1. Effects of nitrate, and underlying mechanisms, in models of reno-cardio-metabolic disorders
Hypothesis: Supplementation with nitrate improves renal, cardiovascular and metabolic functions by reducing SNA and NOX, as well as by modulation of mitochondrial function and inflammatory responses.
2. Effects of dietary nitrate supplementation in type 2 diabetes and associated liver steatosis
Overall aim and hypothesis: To explore the therapeutic potential of dietary nitrate in T2D and associated liver steatosis, and further investigate the underlying mechanisms. Our hypothesis is that supplementation with inorganic nitrate can restore NO bioavailability to maintain cardiometabolic homeostasis.
3. The role of the oral microbiome in nitrate bioactivation
Hypothesis: Oral commensal bacteria are vital for mediating the bioactivation of nitrate, and its associated favorable cardio-metabolic effects.
1. Effects of inorganic nitrate in healthy subjects and in hypertensive patients with CKD
Hypothesis: Nitrate attenuates hypertension and improves renal and metabolic functions
2. Effects of inorganic nitrate in healthy subjects and patients with advanced CKD and dialysis
Hypothesis: Nitrate attenuates hypertension and improves quality of life parameters
3. Effects of nitrate supplementation in women with pre-eclampsia and gestational diabetes
Hypothesis 1: Pre-eclampsia (PE) and gestational diabetes (GD) is associated with oxidative stress and reduced NO bioavailability, which increase their cardiovascular risk
Hypothesis 2: Nitrate treatment restores NO bioavailability and reduces cardiovascular risk in PE.
4. Effects of short term mouthwash on cardio-metabolic functions
Hypothesis 1: Eradication of commensal oral bacteria can worsen cardio-metabolic functions
5. Effects of nitrate supplementation in patients with type 2 diabetes
Hypothesis: Nitrate treatment improve insulin/glucose homeostasis, lower blood pressure and improve kidney function in patients with T2D.

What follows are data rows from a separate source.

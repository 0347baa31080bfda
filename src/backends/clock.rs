// SPDX-License-Identifier: GPL-3.0-only

//! Frame callback timing
//!
//! The detection loop runs once per display frame, the way a UI would
//! schedule work on its next repaint. [`FrameClock`] yields a monotonic
//! timestamp measured from the clock's origin on every frame.

use async_trait::async_trait;
use std::time::Duration;
use tokio::time::{Instant, Interval, MissedTickBehavior};

/// Source of frame callbacks
#[async_trait]
pub trait FrameClock: Send {
    /// Wait for the next frame and return the time since the clock origin
    async fn next_frame(&mut self) -> Duration;
}

/// [`FrameClock`] driven by a tokio interval
///
/// The interval is created on the first call so the clock can be built
/// outside a runtime. Frames missed while the loop was busy are skipped
/// rather than delivered in a burst.
pub struct IntervalClock {
    period: Duration,
    origin: Option<Instant>,
    interval: Option<Interval>,
}

impl IntervalClock {
    pub fn new(period: Duration) -> Self {
        Self {
            period: period.max(Duration::from_millis(1)),
            origin: None,
            interval: None,
        }
    }

    /// Clock ticking `hz` times per second
    pub fn with_rate(hz: u32) -> Self {
        Self::new(Duration::from_secs(1) / hz.max(1))
    }

    pub fn period(&self) -> Duration {
        self.period
    }
}

impl Default for IntervalClock {
    fn default() -> Self {
        Self::with_rate(crate::constants::timing::FRAME_RATE_HZ)
    }
}

#[async_trait]
impl FrameClock for IntervalClock {
    async fn next_frame(&mut self) -> Duration {
        let period = self.period;
        let origin = *self.origin.get_or_insert_with(Instant::now);
        let interval = self.interval.get_or_insert_with(|| {
            let mut interval = tokio::time::interval(period);
            interval.set_missed_tick_behavior(MissedTickBehavior::Skip);
            interval
        });

        interval.tick().await;
        Instant::now().duration_since(origin)
    }
}

#[cfg(test)]
mod tests {
    use super::*;

    #[tokio::test(start_paused = true)]
    async fn test_ticks_are_spaced_by_period() {
        let mut clock = IntervalClock::new(Duration::from_millis(16));

        let first = clock.next_frame().await;
        let second = clock.next_frame().await;
        let third = clock.next_frame().await;

        assert_eq!(first, Duration::ZERO);
        assert_eq!(second - first, Duration::from_millis(16));
        assert_eq!(third - second, Duration::from_millis(16));
    }

    #[test]
    fn test_rate_to_period() {
        assert_eq!(IntervalClock::with_rate(50).period(), Duration::from_millis(20));
        // Zero rate is clamped instead of dividing by zero
        assert_eq!(IntervalClock::with_rate(0).period(), Duration::from_secs(1));
    }
}
// SPDX-License-Identifier: MPL-2.0

//! Barcode Scanner - camera barcode capture for food logging
//!
//! This library provides the capture loop behind barcode-based food entry:
//! camera enumeration, stream lifecycle, and a throttled detection loop that
//! hands the first decoded barcode to the host.
//!
//! # Architecture
//!
//! The crate is organized into several modules:
//!
//! - [`backends`]: Camera, barcode detector and frame clock capabilities
//! - [`scanner`]: Scanner session state machine and host handle
//! - [`config`]: User configuration handling
//! - [`manual_entry`]: Typed barcode fallback with check digit validation
//! - [`terminal`]: Interactive terminal front end
//!
//! # Example
//!
//! ```ignore
//! let platform = Platform::new(
//!     Arc::new(V4l2MediaDevices::new()),
//!     Arc::new(RxingDetectorProvider::new()),
//!     &config,
//! );
//! let handle = scanner::spawn(platform, config, Box::new(|code| println!("{code}")));
//! handle.send(ScannerMessage::Start).await?;
//! ```

pub mod backends;
pub mod config;
pub mod constants;
pub mod errors;
pub mod manual_entry;
pub mod scanner;
pub mod terminal;

// Re-export commonly used types
pub use config::Config;
pub use errors::{AppError, AppResult, ScanError};
pub use scanner::{Platform, ScannerHandle, ScannerMessage, SessionPhase, SessionSnapshot};
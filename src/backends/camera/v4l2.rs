// SPDX-License-Identifier: GPL-3.0-only

//! Native camera access through V4L2
//!
//! Enumerates `/dev/video*` nodes and captures frames with memory-mapped
//! buffers on a dedicated thread. Every frame is reduced to luma and
//! published into a single-slot buffer that the stream hands out on demand.

use super::format_converters::{LumaLayout, to_luma};
use super::frame_loop::{CaptureLoopController, LoopAction};
use super::types::*;
use super::{MediaDevices, MediaStream};
use crate::constants::pipeline;
use async_trait::async_trait;
use std::path::Path;
use std::sync::{Arc, Mutex};
use std::time::Duration;
use tracing::{debug, info, warn};
use v4l::buffer::Type;
use v4l::io::traits::CaptureStream;
use v4l::prelude::*;
use v4l::video::Capture;

/// Latest decoded frame, shared between the capture thread and the stream
type FrameSlot = Arc<Mutex<Option<Frame>>>;

/// V4L2-backed [`MediaDevices`] implementation
#[derive(Debug, Default, Clone)]
pub struct V4l2MediaDevices;

impl V4l2MediaDevices {
    pub fn new() -> Self {
        Self
    }
}

#[async_trait]
impl MediaDevices for V4l2MediaDevices {
    async fn enumerate_devices(&self) -> PlatformResult<Vec<MediaDeviceInfo>> {
        tokio::task::spawn_blocking(enumerate_v4l2_devices)
            .await
            .map_err(|e| PlatformError::Io(format!("enumeration task failed: {e}")))?
    }

    async fn acquire_stream(
        &self,
        constraints: &StreamConstraints,
    ) -> PlatformResult<Box<dyn MediaStream>> {
        let constraints = constraints.clone();
        let stream = tokio::task::spawn_blocking(move || V4l2Stream::open(&constraints))
            .await
            .map_err(|e| PlatformError::Io(format!("acquisition task failed: {e}")))??;
        Ok(Box::new(stream))
    }
}

/// Enumerate V4L2 device nodes
///
/// Nodes that cannot be opened for reasons other than permissions are
/// skipped. If every node is inaccessible due to permissions the whole
/// enumeration fails so the user is told to grant camera access.
fn enumerate_v4l2_devices() -> PlatformResult<Vec<MediaDeviceInfo>> {
    if !Path::new("/dev").exists() {
        return Err(PlatformError::NotSupported(
            "no /dev directory for V4L2 devices".to_string(),
        ));
    }

    let nodes = v4l::context::enum_devices();
    let mut devices = Vec::with_capacity(nodes.len());
    let mut denied = 0usize;

    for node in &nodes {
        let path = node.path().to_string_lossy().to_string();

        let dev = match Device::with_path(node.path()) {
            Ok(dev) => dev,
            Err(e) if e.kind() == std::io::ErrorKind::PermissionDenied => {
                debug!(path = %path, "Permission denied opening V4L2 node");
                denied += 1;
                continue;
            }
            Err(e) => {
                debug!(path = %path, error = %e, "Skipping V4L2 node");
                continue;
            }
        };

        let (kind, card) = match dev.query_caps() {
            Ok(caps) => {
                let kind = if caps
                    .capabilities
                    .contains(v4l::capability::Flags::VIDEO_CAPTURE)
                {
                    DeviceKind::VideoInput
                } else {
                    DeviceKind::Other
                };
                (kind, caps.card)
            }
            Err(e) => {
                debug!(path = %path, error = %e, "VIDIOC_QUERYCAP failed");
                continue;
            }
        };

        let label = node.name().unwrap_or(card);
        debug!(path = %path, label = %label, kind = ?kind, "Found V4L2 node");

        devices.push(MediaDeviceInfo {
            id: DeviceId::new(path),
            label,
            kind,
        });
    }

    if devices.is_empty() && denied > 0 {
        return Err(PlatformError::PermissionDenied(format!(
            "{denied} video device(s) not accessible"
        )));
    }

    Ok(devices)
}

/// Live V4L2 capture
pub struct V4l2Stream {
    device_id: DeviceId,
    resolution: (u32, u32),
    slot: FrameSlot,
    controller: Option<CaptureLoopController>,
}

/// State owned by the capture thread
struct CaptureState {
    stream: MmapStream<'static>,
    layout: LumaLayout,
    width: u32,
    height: u32,
    stride: u32,
    slot: FrameSlot,
    failures: u32,
    _device: Device,
}

/// Format negotiated during startup
#[derive(Debug, Clone, Copy)]
struct Negotiated {
    layout: LumaLayout,
    width: u32,
    height: u32,
}

impl V4l2Stream {
    /// Open the device named by `constraints` and start capturing
    ///
    /// Blocks until the capture thread has opened the device and started
    /// streaming, or failed to.
    pub fn open(constraints: &StreamConstraints) -> PlatformResult<Self> {
        let device_id = constraints.device_id.value().clone();
        let requested_width = *constraints.width.value();
        let requested_height = *constraints.height.value();

        if *constraints.facing_mode.value() != FacingMode::Environment {
            debug!(facing = %constraints.facing_mode.value(), "V4L2 ignores facing mode");
        }

        info!(constraints = %constraints, "Opening V4L2 capture");

        let slot: FrameSlot = Arc::new(Mutex::new(None));
        let negotiated: Arc<Mutex<Option<Negotiated>>> = Arc::new(Mutex::new(None));

        let init_slot = Arc::clone(&slot);
        let init_negotiated = Arc::clone(&negotiated);
        let init_path = device_id.as_str().to_string();
        let exact_size = constraints.width.is_exact() || constraints.height.is_exact();

        let controller = CaptureLoopController::start_with_init(
            "v4l2-capture",
            move || {
                let state = open_capture(
                    &init_path,
                    requested_width,
                    requested_height,
                    exact_size,
                    init_slot,
                )?;
                if let Ok(mut n) = init_negotiated.lock() {
                    *n = Some(Negotiated {
                        layout: state.layout,
                        width: state.width,
                        height: state.height,
                    });
                }
                Ok(state)
            },
            capture_step,
        )?;

        let resolution = negotiated
            .lock()
            .ok()
            .and_then(|n| *n)
            .map(|n| {
                info!(
                    device = %device_id,
                    width = n.width,
                    height = n.height,
                    layout = ?n.layout,
                    "V4L2 capture started"
                );
                (n.width, n.height)
            })
            .unwrap_or((requested_width, requested_height));

        Ok(Self {
            device_id,
            resolution,
            slot,
            controller: Some(controller),
        })
    }
}

impl MediaStream for V4l2Stream {
    fn device_id(&self) -> &DeviceId {
        &self.device_id
    }

    fn resolution(&self) -> (u32, u32) {
        self.resolution
    }

    fn current_frame(&self) -> Option<Frame> {
        if self.controller.is_none() {
            return None;
        }
        self.slot.lock().ok()?.clone()
    }

    fn stop(&mut self) {
        if let Some(mut controller) = self.controller.take() {
            controller.stop();
            info!(device = %self.device_id, "V4L2 capture stopped");
        }
        if let Ok(mut slot) = self.slot.lock() {
            *slot = None;
        }
    }

    fn is_live(&self) -> bool {
        self.controller
            .as_ref()
            .map(|c| c.is_running())
            .unwrap_or(false)
    }
}

impl Drop for V4l2Stream {
    fn drop(&mut self) {
        self.stop();
    }
}

/// Open, configure and start streaming (runs on the capture thread)
fn open_capture(
    path: &str,
    width: u32,
    height: u32,
    exact_size: bool,
    slot: FrameSlot,
) -> PlatformResult<CaptureState> {
    let dev = Device::with_path(path)?;

    let (layout, format) = negotiate_format(&dev, width, height)?;

    if exact_size && (format.width != width || format.height != height) {
        return Err(PlatformError::InvalidConfiguration(format!(
            "device delivers {}x{}, {}x{} required",
            format.width, format.height, width, height
        )));
    }

    let stream = MmapStream::with_buffers(&dev, Type::VideoCapture, pipeline::V4L2_BUFFER_COUNT)?;

    Ok(CaptureState {
        stream,
        layout,
        width: format.width,
        height: format.height,
        stride: format.stride,
        slot,
        failures: 0,
        _device: dev,
    })
}

/// Pick the first luma-convertible format the device accepts
fn negotiate_format(
    dev: &Device,
    width: u32,
    height: u32,
) -> PlatformResult<(LumaLayout, v4l::Format)> {
    let current = dev.format()?;

    for layout in LumaLayout::PREFERRED {
        let mut wanted = current;
        wanted.width = width;
        wanted.height = height;
        wanted.fourcc = v4l::FourCC::new(layout.fourcc());

        match dev.set_format(&wanted) {
            Ok(accepted) if LumaLayout::from_fourcc(&accepted.fourcc.repr) == Some(layout) => {
                debug!(
                    layout = ?layout,
                    width = accepted.width,
                    height = accepted.height,
                    "Negotiated V4L2 format"
                );
                return Ok((layout, accepted));
            }
            Ok(accepted) => {
                debug!(wanted = ?layout, got = ?accepted.fourcc, "Format not accepted");
            }
            Err(e) => {
                debug!(wanted = ?layout, error = %e, "Failed to set format");
            }
        }
    }

    // Nothing we asked for stuck; fall back to whatever is configured
    if let Some(layout) = LumaLayout::from_fourcc(&current.fourcc.repr) {
        warn!(layout = ?layout, "Using current device format");
        return Ok((layout, current));
    }

    Err(PlatformError::InvalidConfiguration(format!(
        "no supported pixel format (device uses {})",
        current.fourcc
    )))
}

/// One iteration of the capture loop
fn capture_step(state: &mut CaptureState) -> LoopAction {
    match state.stream.next() {
        Ok((buf, meta)) => {
            state.failures = 0;
            let used = (meta.bytesused as usize).min(buf.len());
            let used = if used == 0 { buf.len() } else { used };

            if let Some(luma) = to_luma(
                state.layout,
                &buf[..used],
                state.width,
                state.height,
                state.stride,
            ) {
                let frame = Frame::new(state.width, state.height, luma);
                if frame.is_valid()
                    && let Ok(mut slot) = state.slot.lock()
                {
                    *slot = Some(frame);
                }
            }
            LoopAction::Continue
        }
        Err(e) => {
            state.failures += 1;
            warn!(error = %e, failures = state.failures, "Failed to capture frame");
            if state.failures >= pipeline::MAX_CONSECUTIVE_CAPTURE_FAILURES {
                warn!("Too many capture failures, stopping capture loop");
                return LoopAction::Stop;
            }
            // Brief sleep before retry
            std::thread::sleep(Duration::from_millis(10));
            LoopAction::Continue
        }
    }
}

CVD, T2D and associated renal disease are major global health problems. Advanced age and unhealthy dietary habits contribute to the increasing incidence. Further mechanistic understandings will greatly aid in the development of new strategies to prevent development or progression of disease. We propose that imbalance between the generation of O2- and NO in the microvasculature is a central pathogenic event, leading to oxidative stress, mitochondrial dysfunction and progressive inflammation. Specifically, we investigate the therapeutic value of bioactive nitrogen oxide species including NO, being formed following nitrate supplementation, and investigate underlying mechanisms.
High intake of vegetables lowers the risk of CVD and T2D, but the mechanisms are not yet clear. We suggest that these effects, at least in part, may be explained by stimulation of a nitrate-nitrite-NO pathway. Our preliminary findings with nitrate supplementation are promising, suggesting that dietary nitrate supplementation can prevent reno-cardio-metabolic pathologies via mechanism(s) that involve reduction of oxidative stress and restoration of NO signaling. Our studies in patients with CVD and advanced kidney disease show compromised NO signaling, and planned studies with nitrate supplementation (also in T2D patients) may have widespread and direct clinical relevance.